==== MATERIAL PROVIDED ====

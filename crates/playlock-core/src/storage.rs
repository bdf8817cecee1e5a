//! Local storage for opaque license material
//!
//! The platform's secure store is consumed through the narrow
//! [`LicenseStore`] interface: save, load, remove, exists, keyed by asset
//! URI. License bytes are opaque to this crate.

use crate::error::{Error, Result};
use async_trait::async_trait;
use base64::engine::general_purpose::URL_SAFE_NO_PAD;
use base64::Engine;
use bytes::Bytes;
use std::collections::HashMap;
use std::path::PathBuf;
use std::sync::RwLock;
use tracing::error;

/// Narrow interface to the local license-material store
#[async_trait]
pub trait LicenseStore: Send + Sync {
    async fn save(&self, key: &str, value: Bytes) -> Result<()>;
    async fn load(&self, key: &str) -> Result<Option<Bytes>>;
    async fn remove(&self, key: &str) -> Result<()>;
    async fn exists(&self, key: &str) -> bool;
}

/// File-per-key store under a single directory.
///
/// Keys are asset URIs; each is encoded to a flat filename. Writes go
/// through a temp file and rename so a crash never leaves a torn license.
pub struct FsLicenseStore {
    dir: PathBuf,
}

impl FsLicenseStore {
    pub fn new(dir: impl Into<PathBuf>) -> Self {
        Self { dir: dir.into() }
    }

    fn path_for(&self, key: &str) -> PathBuf {
        self.dir.join(format!("{}.lic", URL_SAFE_NO_PAD.encode(key)))
    }
}

#[async_trait]
impl LicenseStore for FsLicenseStore {
    async fn save(&self, key: &str, value: Bytes) -> Result<()> {
        tokio::fs::create_dir_all(&self.dir)
            .await
            .map_err(|e| Error::Storage(e.to_string()))?;
        let path = self.path_for(key);
        let tmp = path.with_extension("lic.tmp");
        tokio::fs::write(&tmp, &value)
            .await
            .map_err(|e| Error::Storage(e.to_string()))?;
        tokio::fs::rename(&tmp, &path)
            .await
            .map_err(|e| Error::Storage(e.to_string()))
    }

    async fn load(&self, key: &str) -> Result<Option<Bytes>> {
        match tokio::fs::read(self.path_for(key)).await {
            Ok(bytes) => Ok(Some(Bytes::from(bytes))),
            Err(e) if e.kind() == std::io::ErrorKind::NotFound => Ok(None),
            Err(e) => Err(Error::Storage(e.to_string())),
        }
    }

    async fn remove(&self, key: &str) -> Result<()> {
        match tokio::fs::remove_file(self.path_for(key)).await {
            Ok(()) => Ok(()),
            Err(e) if e.kind() == std::io::ErrorKind::NotFound => Ok(()),
            Err(e) => Err(Error::Storage(e.to_string())),
        }
    }

    async fn exists(&self, key: &str) -> bool {
        tokio::fs::try_exists(self.path_for(key))
            .await
            .unwrap_or(false)
    }
}

/// In-memory store, used in tests and by embedders without a secure store
#[derive(Default)]
pub struct MemoryLicenseStore {
    entries: RwLock<HashMap<String, Bytes>>,
}

impl MemoryLicenseStore {
    pub fn new() -> Self {
        Self::default()
    }
}

#[async_trait]
impl LicenseStore for MemoryLicenseStore {
    async fn save(&self, key: &str, value: Bytes) -> Result<()> {
        let mut entries = self
            .entries
            .write()
            .map_err(|_| Error::Storage("store lock poisoned".to_string()))?;
        entries.insert(key.to_string(), value);
        Ok(())
    }

    async fn load(&self, key: &str) -> Result<Option<Bytes>> {
        let entries = self
            .entries
            .read()
            .map_err(|_| Error::Storage("store lock poisoned".to_string()))?;
        Ok(entries.get(key).cloned())
    }

    async fn remove(&self, key: &str) -> Result<()> {
        let mut entries = self
            .entries
            .write()
            .map_err(|_| Error::Storage("store lock poisoned".to_string()))?;
        entries.remove(key);
        Ok(())
    }

    async fn exists(&self, key: &str) -> bool {
        self.entries
            .read()
            .map(|entries| entries.contains_key(key))
            .unwrap_or(false)
    }
}

/// No-op store for DRM-less configurations; logs every call
pub struct NullLicenseStore;

#[async_trait]
impl LicenseStore for NullLicenseStore {
    async fn save(&self, _key: &str, _value: Bytes) -> Result<()> {
        error!("License store not configured");
        Ok(())
    }

    async fn load(&self, _key: &str) -> Result<Option<Bytes>> {
        error!("License store not configured");
        Ok(None)
    }

    async fn remove(&self, _key: &str) -> Result<()> {
        error!("License store not configured");
        Ok(())
    }

    async fn exists(&self, _key: &str) -> bool {
        false
    }
}

#[cfg(test)]
mod tests {
    use super::*;

    #[tokio::test]
    async fn test_memory_store_roundtrip() {
        let store = MemoryLicenseStore::new();
        let key = "https://cdn.example.com/a1.wvm";

        assert!(!store.exists(key).await);
        store.save(key, Bytes::from_static(b"license-bytes")).await.unwrap();
        assert!(store.exists(key).await);
        assert_eq!(
            store.load(key).await.unwrap(),
            Some(Bytes::from_static(b"license-bytes"))
        );

        store.remove(key).await.unwrap();
        assert!(!store.exists(key).await);
        assert_eq!(store.load(key).await.unwrap(), None);
    }

    #[tokio::test]
    async fn test_fs_store_roundtrip() {
        let dir = tempfile::tempdir().unwrap();
        let store = FsLicenseStore::new(dir.path());
        let key = "https://cdn.example.com/a1.wvm";

        store.save(key, Bytes::from_static(b"opaque")).await.unwrap();
        assert!(store.exists(key).await);
        assert_eq!(
            store.load(key).await.unwrap(),
            Some(Bytes::from_static(b"opaque"))
        );

        store.remove(key).await.unwrap();
        assert!(!store.exists(key).await);
    }

    #[tokio::test]
    async fn test_fs_store_remove_missing_is_ok() {
        let dir = tempfile::tempdir().unwrap();
        let store = FsLicenseStore::new(dir.path());
        store.remove("never-saved").await.unwrap();
    }

    #[tokio::test]
    async fn test_fs_store_key_encoding_is_filename_safe() {
        let dir = tempfile::tempdir().unwrap();
        let store = FsLicenseStore::new(dir.path());
        // URI contains path separators and query characters
        let key = "https://cdn.example.com/movies/a1.wvm?session=3/4&x=%20";
        store.save(key, Bytes::from_static(b"v")).await.unwrap();
        assert!(store.exists(key).await);
    }

    #[tokio::test]
    async fn test_null_store_loads_nothing() {
        let store = NullLicenseStore;
        store.save("k", Bytes::from_static(b"v")).await.unwrap();
        assert_eq!(store.load("k").await.unwrap(), None);
        assert!(!store.exists("k").await);
    }
}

====

PROMPT
In the entries above, find each line with the word "NullLicenseStore" and show it.

SOLUTION TO THIS TASK
pub struct NullLicenseStore;
impl LicenseStore for NullLicenseStore {
        let store = NullLicenseStore;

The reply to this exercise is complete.